Jesus is led by the Spirit into the desert to be tempted by the devil. Forty days and forty nights of fasting: a recapitulation of Israel’s forty years in the desert, but with a different outcome. The first temptation: “If you are the Son of God, command these stones to become bread” (Mt 4:3). Jesus responds: “Man does not live on bread alone, but on every word that comes from the mouth of God” (v.4, Dt 8:3). The temptation for material sustenance as the ultimate criterion of life is rejected by faithfulness to the Word. The second temptation: the devil takes him to the highest point of the temple and suggests he throw himself, citing Psalm 91. Jesus responds: “You shall not put the Lord your God to the test” (v.7, Dt 6:16).
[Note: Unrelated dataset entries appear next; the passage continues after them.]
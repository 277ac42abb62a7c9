//! Per-request state shared with middlewares

use bytes::Bytes;
use hyper::Response;

use super::record::RawRequest;

/// Transient state for one intercepted request.
///
/// Middlewares may rewrite the request in place, or call [`finish`](Self::finish)
/// to answer it themselves. A finished context stops the middleware chain and
/// the request is never forwarded.
#[derive(Debug)]
pub struct ProxyContext {
    request: RawRequest,
    response: Option<Response<Bytes>>,
}

impl ProxyContext {
    pub fn new(request: RawRequest) -> Self {
        Self {
            request,
            response: None,
        }
    }

    pub fn request(&self) -> &RawRequest {
        &self.request
    }

    pub fn request_mut(&mut self) -> &mut RawRequest {
        &mut self.request
    }

    /// Answer the request with `response`
    pub fn finish(&mut self, response: Response<Bytes>) {
        self.response = Some(response);
    }

    pub fn is_finished(&self) -> bool {
        self.response.is_some()
    }

    /// Split into the (possibly rewritten) request and the finishing response, if any
    pub fn into_parts(self) -> (RawRequest, Option<Response<Bytes>>) {
        (self.request, self.response)
    }
}
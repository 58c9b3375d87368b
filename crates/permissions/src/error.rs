//! Caller-facing errors and the translation from engine failures.
//!
//! Engine failures never reach callers as-is: every engine call made by a
//! view goes through [`translate`], [`translate_query`] or
//! [`translate_row_access`].

use grantview_core::EngineError;
use thiserror::Error;

/// Result type alias for permission view operations.
pub type Result<T> = core::result::Result<T, Error>;

/// Errors surfaced by permission views.
#[derive(Clone, Debug, PartialEq, Eq, Error)]
pub enum Error {
    /// Index access at or beyond the current count.
    #[error("Index {index} is out of range (count {count})")]
    OutOfRange { index: usize, count: usize },
    /// Sort requested on an attribute outside the allow-list.
    #[error("Invalid sort key '{key}': permissions can only be sorted by path, userId or updatedAt")]
    InvalidSortKey { key: String },
    /// The operation is structurally inapplicable to permission results.
    #[error("{operation} is not supported for permission results")]
    UnsupportedOperation { operation: String },
    /// A predicate failed to compile.
    #[error("Invalid query: {message}")]
    Query { message: String },
    /// A permission change was rejected by the server.
    #[error("Permission error {code}: {message}")]
    Permission { code: i64, message: String },
    /// Any other engine failure.
    #[error("{message}")]
    Generic { message: String },
}

impl Error {
    pub fn invalid_sort_key(key: impl Into<String>) -> Self {
        Error::InvalidSortKey { key: key.into() }
    }

    pub fn unsupported(operation: impl Into<String>) -> Self {
        Error::UnsupportedOperation {
            operation: operation.into(),
        }
    }

    pub fn generic(message: impl Into<String>) -> Self {
        Error::Generic {
            message: message.into(),
        }
    }

    /// Returns the numeric code carried by the failure, if any.
    pub fn code(&self) -> Option<i64> {
        match self {
            Error::Permission { code, .. } => Some(*code),
            _ => None,
        }
    }
}

/// Translates an engine failure: permission-change failures keep their code
/// and message, everything else becomes [`Error::Generic`].
pub fn translate(err: EngineError) -> Error {
    match err {
        EngineError::PermissionChange { code, message } => Error::Permission { code, message },
        other => Error::Generic {
            message: other.to_string(),
        },
    }
}

/// Translates a failure from predicate compilation or evaluation.
pub fn translate_query(err: EngineError) -> Error {
    match err {
        EngineError::Parse { .. }
        | EngineError::ColumnNotFound { .. }
        | EngineError::TypeMismatch { .. } => Error::Query {
            message: err.to_string(),
        },
        other => translate(other),
    }
}

/// Translates a failure from indexed row access.
pub fn translate_row_access(err: EngineError) -> Error {
    match err {
        EngineError::IndexOutOfBounds { index, len } => Error::OutOfRange { index, count: len },
        other => translate(other),
    }
}

#[cfg(test)]
mod tests {
    use super::*;
    use grantview_core::DataType;

    #[test]
    fn test_permission_change_keeps_code_and_message() {
        let err = translate(EngineError::permission_change(89, "Permission denied"));
        assert_eq!(
            err,
            Error::Permission {
                code: 89,
                message: "Permission denied".into()
            }
        );
        assert_eq!(err.code(), Some(89));
    }

    #[test]
    fn test_other_failures_are_generic() {
        let err = translate(EngineError::invalidated("realm was closed"));
        assert_eq!(err, Error::generic("Invalidated: realm was closed"));
        assert_eq!(err.code(), None);
    }

    #[test]
    fn test_query_translation() {
        let err = translate_query(EngineError::column_not_found("permission", "owner"));
        assert_eq!(
            err,
            Error::Query {
                message: "Column owner not found in table permission".into()
            }
        );
        assert!(matches!(
            translate_query(EngineError::type_mismatch(DataType::Int32, DataType::String)),
            Error::Query { .. }
        ));
        assert!(matches!(
            translate_query(EngineError::parse("Expected a predicate", 0)),
            Error::Query { .. }
        ));
        assert!(matches!(
            translate_query(EngineError::invalidated("gone")),
            Error::Generic { .. }
        ));
    }

    #[test]
    fn test_row_access_translation() {
        assert_eq!(
            translate_row_access(EngineError::index_out_of_bounds(4, 2)),
            Error::OutOfRange { index: 4, count: 2 }
        );
        assert!(matches!(
            translate_row_access(EngineError::invalidated("gone")),
            Error::Generic { .. }
        ));
    }

    #[test]
    fn test_display() {
        assert_eq!(
            Error::invalid_sort_key("accessLevel").to_string(),
            "Invalid sort key 'accessLevel': permissions can only be sorted by path, userId or updatedAt"
        );
        assert_eq!(
            Error::unsupported("sum").to_string(),
            "sum is not supported for permission results"
        );
    }
}
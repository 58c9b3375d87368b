//! The permission results view.

use crate::config::ViewConfig;
use crate::enumerate::{Enumerator, Iter};
use crate::error::{translate, translate_query, Error, Result};
use crate::materialize::Materializer;
use crate::sort::{SortDescriptor, SortSpec};
use crate::value::PermissionValue;
use core::fmt;
use grantview_core::Value;
use grantview_engine::{
    change_callback, ExpressionCompiler, PredicateCompiler, QueryRoot, ResultHandle,
};
use grantview_reactive::{ChangeSet, NotificationContext, Subscription, SubscriptionManager};
use std::sync::{Arc, OnceLock};

struct ViewInner {
    handle: Arc<dyn ResultHandle>,
    subscriptions: SubscriptionManager,
    materializer: OnceLock<Materializer>,
    compiler: Arc<dyn PredicateCompiler>,
    context: NotificationContext,
    config: ViewConfig,
}

impl ViewInner {
    fn materializer(&self) -> Result<Materializer> {
        if let Some(materializer) = self.materializer.get() {
            return Ok(*materializer);
        }
        let materializer = Materializer::for_schema(&self.handle.schema())?;
        Ok(*self.materializer.get_or_init(|| materializer))
    }
}

impl Drop for ViewInner {
    fn drop(&mut self) {
        let cancelled = self.subscriptions.cancel_all();
        if cancelled > 0 {
            tracing::debug!(cancelled, "permission view dropped, subscriptions cancelled");
        }
    }
}

/// A live, read-only collection of permissions.
///
/// Every read goes to the engine, so results always reflect the latest
/// synchronized state. Filtering and sorting return new views over the same
/// data; a view never changes its own definition.
///
/// Cloning yields another reference to the same view. The view's
/// subscriptions are cancelled when the last reference is dropped.
#[derive(Clone)]
pub struct PermissionResults {
    inner: Arc<ViewInner>,
}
God is not an instrument for demonstration. The third temptation: all the kingdoms of the world in exchange for a prostration. Jesus replies: “Worship the Lord your God and serve him alone” (v.10, Dt 6:13). In each temptation, the devil offers something that seems good: bread, security, power. In each temptation, Jesus refuses the apparent good in favor of real good: faithfulness to the Father. Angels approached and served him (v.11).
IV. Mary and the New Eve
Genesis 3:15 records the promise of enmity between the serpent and the woman, between her offspring and the serpent’s. Christian tradition has seen this verse as the protoevangelium, the first announcement of redemption: the woman and her descendants will conquer the serpent. Mary is the new Eve: where Eve yielded to temptation, Mary responded with total faithfulness in the ‘fiat’. Where Eve sought to be like God through disobedience, Mary chose to be a servant of the Lord through obedience. Romans 5 states that where sin abounded, grace superabounded. Mary is the creature in whom this superabundance of grace is most visible: filled with grace from the first moment, not because she did not need redemption, but because Christ’s redemption reached her uniquely and prematurely. Matthew 4 shows Jesus conquering each temptation with God’s Word. Mary lived similarly: there is no moment in the Gospel where Mary prefers her judgment to that of God. Lent invites the disciple to learn from Christ and, like Mary, to trust in God more than himself, to choose the Word when the fruit seems appealing, to worship the Lord and serve him alone.